Detroit is located on the border of Canada and was once settled by French Explorers. As the birthplace of the automobile, this city is chock full of history and innovation. Once an industrial hub, Detroit is now a thriving art, culture, and sports city with many beautiful homes for sale.

Activities: Henry Ford Museum, Detroit Institute of Art, Belle Isle Park, Comerica BallPark, GM Renaissance Center, Motown Museum, Fox Theatre, Campus Martius Park, Greektown Casino, The Guardian Building, Detroit Historical Society

Detroit, MI

Duluth, Minnesota

Duluth is a port city located on Lake Superior in the awe-inspiring Great Lakes region (the largest body of freshwater on earth!) With beautiful lakefront trails, parks, mountains, and more, Duluth is an excellent place for outdoor activities like kayaking, skiing, and horseback riding.

Activities: Canal Park, Spirit Mountain Recreation Area, Glensheen, Great Lakes Aquarium, Lake Superior Railroad Museum, Aerial Lift Bridge, Jay Cooke State Park

St. Louis, Missouri

St. Louis is nestled along the Mississippi River and is home to the iconic Gateway Arch built in the 1960s in honor of Lewis and Clark. This city has so much to offer, from family-friendly activities to blues clubs to historical landmarks.

Activities: Missouri Botanical Garden, Gateway Arch, Saint Louis Zoo, Saint Louis Art Museum, Busch Stadium, National Blues Museum, River City Casino and Hotel, World Chess Hall of Fame.

St Louis, Missouri

Lincoln, Nebraska

Lincoln is home to the University of Nebraska and has a vibrant shopping and nightlife scene. They also have the most parkland in the United States, which allows for plenty of lively festivals and attractions in the summer.

Activities: Nebraska State Capitol, Pioneers Park Nature Center, Sunken Gardens, International Quilt Museum, University of Nebraska State Museum, Lincoln Children’s Zoo

Carson City, Nevada

We ranked Carson City as the best city to retire in Nevada because of their thriving retiree community (30 percent of residents are age 65+) and extremely low tax rates (0.6 percent), which make it easy to budget well into retirement. The Sierra Nevada mountains provide the community with a plethora of outdoor activities. Lake Tahoe is only 20 minutes away, and with an average of 300 sunny days a year, this region is a perfect destination for snowbirds.

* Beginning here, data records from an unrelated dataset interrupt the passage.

// Copyright 2026 Workflow project contributors (see CONTRIBUTORS.md).
// Licensed under the Apache License, Version 2.0 (see LICENSE).

use std::sync::Arc;

use futures::future::{BoxFuture, FutureExt, Shared};
use parking_lot::Mutex;

use crate::context::Context;
use crate::node::Node;

enum EntryState<N: Node> {
    NotStarted,
    // Once a Node starts running, every caller (the one that started it, and every later one)
    // awaits a clone of the same `Shared` future. `Shared` caches its output internally, so a
    // clone obtained long after completion still resolves immediately, with no second variant
    // needed for "done": the entry simply stays `Started` for the life of the Graph.
    Started(Shared<BoxFuture<'static, Result<N::Item, N::Error>>>),
}

///
/// A Node paired with its memoization cell.
///
/// Cloning an Entry is cheap (it shares the same `Arc`s) and yields a handle to the same
/// underlying cell: this is how concurrent dependents of the same Node end up awaiting the same
/// in-flight computation instead of running it twice.
///
pub struct Entry<N: Node> {
    node: Arc<N>,
    state: Arc<Mutex<EntryState<N>>>,
}

impl<N: Node> Clone for Entry<N> {
    fn clone(&self) -> Self {
        Entry {
            node: self.node.clone(),
            state: self.state.clone(),
        }
    }
}

impl<N: Node> Entry<N> {
    pub(crate) fn new(node: N) -> Entry<N> {
        Entry {
            node: Arc::new(node),
            state: Arc::new(Mutex::new(EntryState::NotStarted)),
        }
    }

    pub fn node(&self) -> &N {
        &self.node
    }

    ///
    /// Returns this Node's memoized result, running it at most once.
    ///
    /// The first caller to find the cell empty starts the computation and stores a `Shared`
    /// future in it before releasing the lock; every other caller -- whether already waiting, or
    /// arriving after the first has completed -- clones that same `Shared` and awaits it,
    /// observing either the in-flight computation or its cached result.
    ///
    pub async fn get_or_run(&self, context: Context<N>) -> Result<N::Item, N::Error> {
        let shared = {
            let mut state = self.state.lock();
            match &*state {
                EntryState::Started(shared) => shared.clone(),
                EntryState::NotStarted => {
                    let node = (*self.node).clone();
                    let fut: BoxFuture<'static, Result<N::Item, N::Error>> = node.run(context);
                    let shared = fut.shared();
                    *state = EntryState::Started(shared.clone());
                    shared
                }
            }
        };
        shared.await
    }
}
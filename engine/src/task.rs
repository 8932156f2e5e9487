// Copyright 2026 Workflow project contributors (see CONTRIBUTORS.md).
// Licensed under the Apache License, Version 2.0 (see LICENSE).

use std::collections::HashMap;
use std::path::PathBuf;
use std::process::Stdio;

use tokio::io::{AsyncReadExt, AsyncWriteExt};
use tokio::process::Command;

use crate::error::Failure;
use crate::node::{WorkflowItem, WorkflowNode};
use crate::program::TaskSpec;
use crate::target::Target;
use crate::template;
use graph::Context;

/// A unit of work (§3), with all target-producing fields already parsed into concrete `Target`s.
/// `script`/`description` may still carry `${var}` placeholders referencing this task's own
/// Variable-kind `requires` -- those are substituted lazily, at run time (§4.4), not here.
#[derive(Clone, Debug)]
pub struct Task {
    pub creates: Vec<Target>,
    pub requires: Vec<Target>,
    pub name: Option<String>,
    pub runner: Option<String>,
    pub path: Option<PathBuf>,
    pub script: Option<String>,
    pub stdin: Option<Target>,
    pub stdout: Option<Target>,
    pub description: Option<String>,
    pub force: bool,
}
// Copyright 2026 Workflow project contributors (see CONTRIBUTORS.md).
// Licensed under the Apache License, Version 2.0 (see LICENSE).

use std::fmt;
use std::path::{Path, PathBuf};

/// The unique key into the node database: a file path, a phony name, or a variable reference.
///
/// Parsed from its textual surface (§4.2): a leading `#` is a Phony, `var(IDENT)` is a Variable,
/// anything else is a File path, normalized to a canonical relative form so that `./a` and `a`
/// compare equal.
#[derive(Clone, Debug, PartialEq, Eq, Hash)]
pub enum Target {
    File(PathBuf),
    Phony(String),
    Variable(String),
}

impl Target {
    pub fn parse(s: &str) -> Target {
        if let Some(name) = s.strip_prefix('#') {
            return Target::Phony(name.to_string());
        }
        if let Some(name) = parse_variable_ref(s) {
            return Target::Variable(name);
        }
        Target::File(normalize_path(Path::new(s)))
    }
}

impl fmt::Display for Target {
    fn fmt(&self, f: &mut fmt::Formatter<'_>) -> fmt::Result {
        match self {
            Target::File(path) => write!(f, "{}", path.display()),
            Target::Phony(name) => write!(f, "#{name}"),
            Target::Variable(name) => write!(f, "var({name})"),
        }
    }
}

fn parse_variable_ref(s: &str) -> Option<String> {
    let rest = s.strip_prefix("var(")?;
    let name = rest.strip_suffix(')')?;
    is_identifier(name).then(|| name.to_string())
}

fn is_identifier(s: &str) -> bool {
    let mut chars = s.chars();
    match chars.next() {
        Some(c) if c.is_ascii_alphabetic() || c == '_' => {
            chars.all(|c| c.is_ascii_alphanumeric() || c == '_')
        }
        _ => false,
    }
}

/// Collapses `.` components and leading `./`, without touching the filesystem: two spellings of
/// the same relative path (`a/./b`, `./a/b`, `a/b`) must hash and compare equal so that they
/// address the same node. `..` components are preserved verbatim -- resolving them lexically
/// would silently change meaning in the presence of symlinks.
fn normalize_path(path: &Path) -> PathBuf {
    use std::path::Component;

    let mut out = PathBuf::new();
    for component in path.components() {
        match component {
            Component::CurDir => {}
            other => out.push(other.as_os_str()),
        }
    }
    if out.as_os_str().is_empty() {
        out.push(".");
    }
    out
}

#[cfg(test)]
mod tests {
    use super::*;

    #[test]
    fn parses_phony() {
        assert_eq!(Target::parse("#build"), Target::Phony("build".to_string()));
    }

    #[test]
    fn parses_variable() {
        assert_eq!(
            Target::parse("var(greeting)"),
            Target::Variable("greeting".to_string())
        );
    }

    #[test]
    fn non_identifier_inside_var_is_a_file() {
        // `var(1bad)` isn't a valid identifier, so it falls through to the File case.
        assert!(matches!(Target::parse("var(1bad)"), Target::File(_)));
    }

    #[test]
    fn normalizes_current_dir_components() {
        assert_eq!(Target::parse("./a/b"), Target::parse("a/./b"));
    }

    #[test]
    fn plain_string_is_a_file() {
        assert_eq!(
            Target::parse("out/hello.txt"),
            Target::File(PathBuf::from("out/hello.txt"))
        );
    }
}
// Copyright 2026 Workflow project contributors (see CONTRIBUTORS.md).
// Licensed under the Apache License, Version 2.0 (see LICENSE).

#![deny(warnings)]
// Enable all clippy lints except for many of the pedantic ones. It's a shame this needs to be copied and pasted across crates, but there doesn't appear to be a way to include inner attributes from a common source.
#![deny(
    clippy::all,
    clippy::default_trait_access,
    clippy::expl_impl_clone_on_copy,
    clippy::if_not_else,
    clippy::needless_continue,
    clippy::unseparated_literal_suffix,
    clippy::used_underscore_binding
)]
#![allow(clippy::match_ref_pats)]
#![allow(
    clippy::len_without_is_empty,
    clippy::redundant_field_names,
    clippy::too_many_arguments
)]
#![allow(clippy::new_without_default, clippy::new_ret_no_self)]
#![allow(clippy::mutex_atomic)]

pub mod context;
pub mod entry;
pub mod node;

pub use crate::context::Context;
pub use crate::entry::Entry;
pub use crate::node::{Node, NodeError};

use std::sync::Arc;

use fnv::FnvHashMap as HashMap;
use parking_lot::Mutex;
use tokio::sync::Semaphore;

///
/// A goal-addressed database of lazily evaluated, memoized Nodes.
///
/// Mirrors a build tool's dependency graph: insertion is append-only, a Node's thunk runs at most
/// once regardless of how many dependents request it (`Entry::get_or_run`), and cycles are
/// rejected against the chain of Nodes currently being awaited (`run_in_chain`) rather than
/// against the whole Graph, so independent branches may legitimately revisit a Node that isn't
/// an ancestor of the current call.
///
pub struct Graph<N: Node> {
    entries: Mutex<HashMap<N, Entry<N>>>,
    force: bool,
    subprocess_semaphore: Arc<Semaphore>,
    executor: task_executor::Executor,
}

impl<N: Node> Graph<N> {
    pub fn new(
        executor: task_executor::Executor,
        force: bool,
        max_concurrent_subprocesses: usize,
    ) -> Arc<Graph<N>> {
        Arc::new(Graph {
            entries: Mutex::new(HashMap::default()),
            force,
            subprocess_semaphore: Arc::new(Semaphore::new(max_concurrent_subprocesses.max(1))),
            executor,
        })
    }

    /// Whether this Graph was constructed with the database-wide force-rebuild flag set.
    pub fn force(&self) -> bool {
        self.force
    }

    pub fn subprocess_semaphore(&self) -> &Arc<Semaphore> {
        &self.subprocess_semaphore
    }

    pub fn executor(&self) -> &task_executor::Executor {
        &self.executor
    }

    /// The number of distinct Nodes that have ever been requested from this Graph.
    pub fn len(&self) -> usize {
        self.entries.lock().len()
    }

    pub fn is_empty(&self) -> bool {
        self.len() == 0
    }

    fn entry(&self, node: N) -> Entry<N> {
        self.entries
            .lock()
            .entry(node.clone())
            .or_insert_with(|| Entry::new(node))
            .clone()
    }

    /// Runs the given root Node to completion, starting a fresh cycle-detection chain.
    pub async fn run(self: &Arc<Self>, shared: N::Context, node: N) -> Result<N::Item, N::Error> {
        self.run_in_chain(shared, Arc::new(Vec::new()), node).await
    }

    pub(crate) async fn run_in_chain(
        self: &Arc<Self>,
        shared: N::Context,
        chain: Arc<Vec<N>>,
        node: N,
    ) -> Result<N::Item, N::Error> {
        if chain.iter().any(|seen| seen == &node) {
            let mut rendered: Vec<String> = chain.iter().map(|n| n.to_string()).collect();
            rendered.push(node.to_string());
            return Err(N::Error::cyclic(rendered));
        }

        let mut next_chain = (*chain).clone();
        next_chain.push(node.clone());
        let next_chain = Arc::new(next_chain);

        let entry = self.entry(node);
        let context = Context::new(self.clone(), shared, next_chain);
        entry.get_or_run(context).await
    }
}

#[cfg(test)]
mod tests {
    use super::*;
    use std::fmt;
    use std::sync::atomic::{AtomicUsize, Ordering};

    #[derive(Clone)]
    struct Counter(Arc<AtomicUsize>);

    #[derive(Clone, PartialEq, Eq, Hash)]
    enum TestNode {
        Leaf(&'static str),
        Branch(&'static str, Vec<TestNode>),
        SelfCycle,
    }

    impl fmt::Display for TestNode {
        fn fmt(&self, f: &mut fmt::Formatter<'_>) -> fmt::Result {
            match self {
                TestNode::Leaf(name) => write!(f, "{name}"),
                TestNode::Branch(name, _) => write!(f, "{name}"),
                TestNode::SelfCycle => write!(f, "self-cycle"),
            }
        }
    }

    #[derive(Clone, Debug, PartialEq)]
    enum TestError {
        Cyclic(Vec<String>),
    }

    impl NodeError for TestError {
        fn cyclic(chain: Vec<String>) -> Self {
            TestError::Cyclic(chain)
        }
    }

    impl Node for TestNode {
        type Context = Counter;
        type Item = usize;
        type Error = TestError;

        fn run(
            self,
            context: Context<Self>,
        ) -> futures::future::BoxFuture<'static, Result<usize, TestError>> {
            Box::pin(async move {
                match self {
                    TestNode::Leaf(_) => {
                        context.shared().0.fetch_add(1, Ordering::SeqCst);
                        Ok(1)
                    }
                    TestNode::Branch(_, deps) => {
                        context.shared().0.fetch_add(1, Ordering::SeqCst);
                        let results = context.get_all(deps).await;
                        let mut total = 1;
                        for result in results {
                            total += result?;
                        }
                        Ok(total)
                    }
                    TestNode::SelfCycle => context.get(TestNode::SelfCycle).await,
                }
            })
        }
    }

    fn test_graph(counter: Counter) -> (Arc<Graph<TestNode>>, Counter) {
        let executor = task_executor::Executor::new();
        (Graph::new(executor, false, 4), counter)
    }

    #[tokio::test]
    async fn at_most_once_under_concurrent_requests() {
        let counter = Counter(Arc::new(AtomicUsize::new(0)));
        let (graph, counter) = test_graph(counter.clone());
        let leaf = TestNode::Leaf("shared");

        let (a, b, c) = tokio::join!(
            graph.run(counter.clone(), leaf.clone()),
            graph.run(counter.clone(), leaf.clone()),
            graph.run(counter.clone(), leaf.clone()),
        );
        assert_eq!(a.unwrap(), 1);
        assert_eq!(b.unwrap(), 1);
        assert_eq!(c.unwrap(), 1);
        assert_eq!(counter.0.load(Ordering::SeqCst), 1);
    }

    #[tokio::test]
    async fn diamond_dependency_runs_shared_leaf_once() {
        let counter = Counter(Arc::new(AtomicUsize::new(0)));
        let (graph, counter) = test_graph(counter.clone());
        let leaf = TestNode::Leaf("shared-leaf");
        let left = TestNode::Branch("left", vec![leaf.clone()]);
        let right = TestNode::Branch("right", vec![leaf.clone()]);
        let top = TestNode::Branch("top", vec![left, right]);

        let result = graph.run(counter.clone(), top).await.unwrap();
        // top base(1) + left(base 1 + leaf 1 = 2) + right(base 1 + leaf 1 = 2) == 5
        assert_eq!(result, 5);
        // leaf + left + right + top == 4 runs total, leaf contributing only once even though
        // both left and right depend on it.
        assert_eq!(counter.0.load(Ordering::SeqCst), 4);
    }

    #[tokio::test]
    async fn cycle_is_rejected_rather_than_hanging() {
        let counter = Counter(Arc::new(AtomicUsize::new(0)));
        let (graph, counter) = test_graph(counter);
        let result = graph.run(counter, TestNode::SelfCycle).await;
        match result {
            Err(TestError::Cyclic(chain)) => assert!(chain.len() >= 2),
            other => panic!("expected a cyclic error, got {other:?}"),
        }
    }
}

Activities: Lake Tahoe, Nevada State Museum, Nevada State Railroad Museum, Sand Harbor, Spooner Lake, Mt. Rose Ski Tahoe

Manchester, New Hampshire

Manchester is a metropolitan city surrounded by rolling mountain ranges and luscious forests. If you like to ski, this is the right place for you – Manchester gets over 60 inches of snowfall on average per year!

Activities: Currier Museum of Art, McIntyre Ski Area, Zimmerman House, Manchester Historic Association Millyard Museum, SEE Science Center

Atlantic City, New Jersey

Atlantic City is home to 1,000 feet of over-the-ocean fun. Their boardwalk provides activities for all ages. From people-watching to visiting delicious restaurants with ocean views, the opportunities for leisure are endless. Atlantic City also has dozens of casinos along the boardwalk accompanied by large hotels that showcase great nightlife.

Activities: Absecon Lighthouse, Atlantic City Boardwalk, Borgata, Hard Rock Hotel and Casino, Steel Peer

Atlantic City, New Jersey

Santa Fe, New Mexico

American painter Georgia O’Keeffe was inspired by Santa Fe’s breathtaking landscape, and it’s easy to see why. Adorable stucco houses enhance the backdrop of the colorful Cristo mountains. Santa Fe has so much to offer when it comes to arts and culture. This area also has a ton of southwestern history just waiting to be explored!

Activities: Georgia O’Keeffe Museum, Palace of the Governors, Museum of International Folk Art, Museum of Indian Arts & Culture, Santa Fe Opera, Santa Fe Botanical Garden, Santa Fe Farmers Market

Santa Fe, New Mexico

New York, New York

New York City sits where the Hudson River meets the Atlantic Ocean. The Big Apple is home to the world’s major commercial, financial, and cultural centers. With an abundance of things to do and places to eat, the “city that never sleeps” will keep you on your toes well into retirement – literally. With one of the highest Walk Score rankings in the country, the New York area is perfect for those looking for an active, metropolitan lifestyle.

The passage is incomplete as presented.